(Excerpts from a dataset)
※ ※ ※

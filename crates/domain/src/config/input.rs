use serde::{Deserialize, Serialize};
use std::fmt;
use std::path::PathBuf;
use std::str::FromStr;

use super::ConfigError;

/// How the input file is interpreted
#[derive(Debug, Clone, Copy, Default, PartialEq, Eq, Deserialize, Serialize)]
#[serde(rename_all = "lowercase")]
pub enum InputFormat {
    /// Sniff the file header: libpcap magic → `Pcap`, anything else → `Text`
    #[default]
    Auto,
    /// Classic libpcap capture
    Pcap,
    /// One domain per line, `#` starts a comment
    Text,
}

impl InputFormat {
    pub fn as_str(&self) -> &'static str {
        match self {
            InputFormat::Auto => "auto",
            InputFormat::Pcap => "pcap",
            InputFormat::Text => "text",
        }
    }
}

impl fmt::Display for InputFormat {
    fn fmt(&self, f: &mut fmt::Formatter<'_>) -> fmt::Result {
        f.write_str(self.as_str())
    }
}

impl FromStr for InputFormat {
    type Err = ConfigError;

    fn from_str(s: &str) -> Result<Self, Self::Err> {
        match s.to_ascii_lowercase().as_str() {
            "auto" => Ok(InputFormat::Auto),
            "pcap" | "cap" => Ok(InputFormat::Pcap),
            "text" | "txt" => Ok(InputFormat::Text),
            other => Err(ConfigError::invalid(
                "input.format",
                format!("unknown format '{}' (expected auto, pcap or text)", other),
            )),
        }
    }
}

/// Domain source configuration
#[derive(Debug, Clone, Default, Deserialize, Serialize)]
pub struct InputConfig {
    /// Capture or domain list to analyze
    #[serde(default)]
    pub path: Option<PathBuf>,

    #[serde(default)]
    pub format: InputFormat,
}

※ ※ ※

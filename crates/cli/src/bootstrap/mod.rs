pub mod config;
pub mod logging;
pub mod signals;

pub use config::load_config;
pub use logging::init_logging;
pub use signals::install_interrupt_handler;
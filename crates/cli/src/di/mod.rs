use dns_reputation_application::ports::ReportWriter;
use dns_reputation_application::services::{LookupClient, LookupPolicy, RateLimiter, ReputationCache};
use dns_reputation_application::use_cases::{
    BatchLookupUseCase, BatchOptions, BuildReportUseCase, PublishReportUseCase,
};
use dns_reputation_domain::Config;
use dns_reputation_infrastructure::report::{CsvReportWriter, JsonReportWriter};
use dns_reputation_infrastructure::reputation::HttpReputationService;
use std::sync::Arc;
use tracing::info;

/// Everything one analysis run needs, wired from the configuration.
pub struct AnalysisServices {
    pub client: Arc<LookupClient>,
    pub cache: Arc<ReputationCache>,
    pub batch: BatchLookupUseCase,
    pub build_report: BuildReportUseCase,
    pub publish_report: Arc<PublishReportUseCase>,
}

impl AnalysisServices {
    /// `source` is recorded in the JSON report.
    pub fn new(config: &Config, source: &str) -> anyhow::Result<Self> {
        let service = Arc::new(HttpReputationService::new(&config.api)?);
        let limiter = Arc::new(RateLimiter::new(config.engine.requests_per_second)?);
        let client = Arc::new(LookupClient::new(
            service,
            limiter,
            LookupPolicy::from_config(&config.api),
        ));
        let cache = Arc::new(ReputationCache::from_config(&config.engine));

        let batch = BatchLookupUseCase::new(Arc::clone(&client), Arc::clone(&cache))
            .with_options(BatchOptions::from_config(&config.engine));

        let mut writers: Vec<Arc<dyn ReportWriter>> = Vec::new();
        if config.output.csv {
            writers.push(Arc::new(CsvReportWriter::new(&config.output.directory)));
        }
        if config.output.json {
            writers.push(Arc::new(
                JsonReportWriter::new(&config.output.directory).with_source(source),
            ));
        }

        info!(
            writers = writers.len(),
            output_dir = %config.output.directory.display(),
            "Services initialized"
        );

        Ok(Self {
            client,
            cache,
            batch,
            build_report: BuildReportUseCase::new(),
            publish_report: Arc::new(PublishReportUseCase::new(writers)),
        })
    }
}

※ ※ ※

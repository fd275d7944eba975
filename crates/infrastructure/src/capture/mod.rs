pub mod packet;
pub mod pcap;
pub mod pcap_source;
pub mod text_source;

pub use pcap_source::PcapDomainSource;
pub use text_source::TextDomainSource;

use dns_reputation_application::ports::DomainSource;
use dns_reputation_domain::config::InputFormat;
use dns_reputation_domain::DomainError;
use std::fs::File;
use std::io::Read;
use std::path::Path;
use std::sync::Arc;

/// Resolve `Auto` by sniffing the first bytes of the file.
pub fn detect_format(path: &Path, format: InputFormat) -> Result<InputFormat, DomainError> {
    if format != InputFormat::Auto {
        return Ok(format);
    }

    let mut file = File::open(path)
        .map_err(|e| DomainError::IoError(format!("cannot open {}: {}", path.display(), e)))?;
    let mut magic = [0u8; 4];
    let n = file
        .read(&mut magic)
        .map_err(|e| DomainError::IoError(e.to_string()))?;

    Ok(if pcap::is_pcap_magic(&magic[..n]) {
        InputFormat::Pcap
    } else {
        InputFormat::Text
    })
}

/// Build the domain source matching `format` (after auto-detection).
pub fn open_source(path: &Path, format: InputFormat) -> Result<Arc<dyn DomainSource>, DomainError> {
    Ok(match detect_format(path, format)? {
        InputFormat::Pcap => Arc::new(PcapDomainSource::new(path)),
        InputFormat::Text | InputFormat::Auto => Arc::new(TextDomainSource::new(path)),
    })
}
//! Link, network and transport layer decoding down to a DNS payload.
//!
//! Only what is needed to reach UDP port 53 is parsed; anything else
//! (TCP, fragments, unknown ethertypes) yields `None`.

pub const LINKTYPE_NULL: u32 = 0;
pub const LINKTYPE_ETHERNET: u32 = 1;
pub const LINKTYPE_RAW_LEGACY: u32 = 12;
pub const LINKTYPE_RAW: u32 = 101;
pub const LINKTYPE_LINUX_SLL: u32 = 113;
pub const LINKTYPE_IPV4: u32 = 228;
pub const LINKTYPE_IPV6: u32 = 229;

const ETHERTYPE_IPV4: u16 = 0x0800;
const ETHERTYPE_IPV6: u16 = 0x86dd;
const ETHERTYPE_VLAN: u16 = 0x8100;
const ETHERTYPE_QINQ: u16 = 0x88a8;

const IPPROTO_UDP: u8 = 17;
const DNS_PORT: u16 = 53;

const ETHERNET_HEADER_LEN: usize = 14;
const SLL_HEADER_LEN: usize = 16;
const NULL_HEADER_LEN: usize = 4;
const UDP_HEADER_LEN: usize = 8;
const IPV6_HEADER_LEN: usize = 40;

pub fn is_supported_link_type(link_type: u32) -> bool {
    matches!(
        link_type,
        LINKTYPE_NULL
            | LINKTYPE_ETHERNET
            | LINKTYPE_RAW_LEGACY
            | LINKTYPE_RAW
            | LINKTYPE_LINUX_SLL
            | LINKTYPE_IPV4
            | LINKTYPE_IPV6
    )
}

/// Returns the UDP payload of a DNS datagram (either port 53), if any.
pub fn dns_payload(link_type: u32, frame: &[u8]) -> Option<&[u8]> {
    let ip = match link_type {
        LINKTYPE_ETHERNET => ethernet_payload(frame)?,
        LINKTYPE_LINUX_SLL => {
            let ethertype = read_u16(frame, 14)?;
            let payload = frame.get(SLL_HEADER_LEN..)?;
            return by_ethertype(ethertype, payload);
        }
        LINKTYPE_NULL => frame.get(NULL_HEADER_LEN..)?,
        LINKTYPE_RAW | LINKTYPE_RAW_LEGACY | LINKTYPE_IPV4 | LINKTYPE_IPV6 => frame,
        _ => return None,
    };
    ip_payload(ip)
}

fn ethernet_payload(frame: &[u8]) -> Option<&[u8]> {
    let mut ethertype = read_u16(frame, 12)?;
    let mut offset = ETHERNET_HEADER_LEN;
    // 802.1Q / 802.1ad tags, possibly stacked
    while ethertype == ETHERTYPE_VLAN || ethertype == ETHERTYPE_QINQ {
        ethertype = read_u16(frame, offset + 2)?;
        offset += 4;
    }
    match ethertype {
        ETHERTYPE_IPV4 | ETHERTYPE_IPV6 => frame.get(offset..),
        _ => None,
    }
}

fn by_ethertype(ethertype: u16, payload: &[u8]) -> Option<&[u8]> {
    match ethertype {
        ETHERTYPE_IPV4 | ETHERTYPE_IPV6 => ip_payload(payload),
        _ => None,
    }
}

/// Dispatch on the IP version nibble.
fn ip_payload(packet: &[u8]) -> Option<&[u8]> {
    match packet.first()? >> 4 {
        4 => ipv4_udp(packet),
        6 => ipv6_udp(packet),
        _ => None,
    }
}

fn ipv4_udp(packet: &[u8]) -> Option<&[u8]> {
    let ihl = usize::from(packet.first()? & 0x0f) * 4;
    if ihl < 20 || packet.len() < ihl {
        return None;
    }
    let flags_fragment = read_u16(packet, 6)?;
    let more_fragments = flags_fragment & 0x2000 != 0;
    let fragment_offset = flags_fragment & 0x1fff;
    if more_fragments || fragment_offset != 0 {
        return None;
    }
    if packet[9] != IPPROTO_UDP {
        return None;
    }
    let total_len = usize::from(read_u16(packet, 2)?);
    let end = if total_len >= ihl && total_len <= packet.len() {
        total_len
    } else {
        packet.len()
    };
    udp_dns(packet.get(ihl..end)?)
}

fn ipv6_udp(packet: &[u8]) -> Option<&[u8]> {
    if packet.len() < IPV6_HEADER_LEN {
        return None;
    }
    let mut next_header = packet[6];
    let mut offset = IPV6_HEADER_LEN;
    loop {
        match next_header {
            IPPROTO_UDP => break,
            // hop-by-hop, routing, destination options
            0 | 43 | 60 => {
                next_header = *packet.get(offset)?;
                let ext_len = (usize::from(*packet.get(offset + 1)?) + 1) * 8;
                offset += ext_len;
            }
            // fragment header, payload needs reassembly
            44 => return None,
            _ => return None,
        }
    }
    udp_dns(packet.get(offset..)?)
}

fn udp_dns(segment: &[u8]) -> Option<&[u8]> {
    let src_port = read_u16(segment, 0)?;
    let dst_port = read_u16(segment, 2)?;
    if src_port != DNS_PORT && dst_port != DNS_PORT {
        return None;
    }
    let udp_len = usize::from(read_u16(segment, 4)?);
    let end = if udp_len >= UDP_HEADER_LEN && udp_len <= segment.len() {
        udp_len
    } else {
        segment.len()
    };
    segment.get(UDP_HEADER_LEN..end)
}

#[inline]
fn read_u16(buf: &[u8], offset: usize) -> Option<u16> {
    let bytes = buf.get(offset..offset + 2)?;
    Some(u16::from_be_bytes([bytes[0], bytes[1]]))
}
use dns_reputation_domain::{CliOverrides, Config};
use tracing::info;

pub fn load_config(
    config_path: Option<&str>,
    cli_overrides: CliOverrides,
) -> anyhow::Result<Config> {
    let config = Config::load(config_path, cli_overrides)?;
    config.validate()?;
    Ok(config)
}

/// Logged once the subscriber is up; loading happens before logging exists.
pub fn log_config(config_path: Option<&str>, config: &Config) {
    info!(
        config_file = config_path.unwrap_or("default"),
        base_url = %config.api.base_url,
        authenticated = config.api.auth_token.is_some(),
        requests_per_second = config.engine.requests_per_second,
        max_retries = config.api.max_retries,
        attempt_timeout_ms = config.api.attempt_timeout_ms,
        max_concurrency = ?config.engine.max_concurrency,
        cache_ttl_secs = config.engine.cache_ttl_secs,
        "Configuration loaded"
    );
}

※ ※ ※

**Assigned task**
Each line of the records that contains the string "PcapDomainSource" must be copied.

**Output of the task**
pub use pcap_source::PcapDomainSource;
        InputFormat::Pcap => Arc::new(PcapDomainSource::new(path)),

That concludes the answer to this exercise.